Thoughts on Web Development
Menus, mouseovers, and the IPhone Thursday, January 31, 2008 6:16 PM

So, I've been thinking about getting an IPhone or a Tilt. I went down to the AT&T store yesterday. It was the first time ever that I was in a phone store that didn't have a zillion people in it. I was left alone with the IPhone for 45 minutes . What a great interface and device - but more on that later. It came as a bit of surprise to me when I browsed to the LimberTech website and tried navigating around using the menu. I never thought about it before but mouseover's won't work on a touch screen type of interface because when you press your finger on the menu item, it means to select it. There is no notion of hovering over a link. I'm not sure there is a way to do a popup menu'ing system on the IPhone. I'll have to do a bit of research to figure that one out.
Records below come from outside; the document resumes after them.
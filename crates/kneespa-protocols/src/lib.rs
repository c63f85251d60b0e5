//! # KneeSpa Protocols
//!
//! Therapy protocol sequencing: the step lists for every protocol variant,
//! the engine that runs them against the device, and the session
//! coordinator that makes sure only one runs at a time.

pub mod engine;
pub mod factory;
pub mod session;
pub mod steps;

pub use engine::ProtocolEngine;
pub use factory::{
    actuator_reset_steps, build_protocol, initialization_steps, ProtocolId, ProtocolParams,
    MAX_CYCLES, RESET_PROTOCOL,
};
pub use session::{RunHandle, SessionCoordinator};
pub use steps::{Confirmation, Phase, ProtocolSpec, Step, StepAction};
I almost walked out with an IPhone. I had my credit card out and they had brought a box up from the back. However, I came to an abrupt halt when I found out there was no way to use the phone as a modem for the laptop. I just took for granted that you would be able to hook the phone to the computer and use the EDGE network for data access. But the salesperson said that you couldn't do that because the IPhone "wasn't a true PDA". So I had them put the IPhone back and went to look at the Tilt.

The Tilt certainly didn't wow me like the IPhone did. But I was still blown away by the device. While the interface isn't anywhere near as tight/nice as the IPhone, it seems like the features might be a better match for me - re: Outlook integration and better support for IE.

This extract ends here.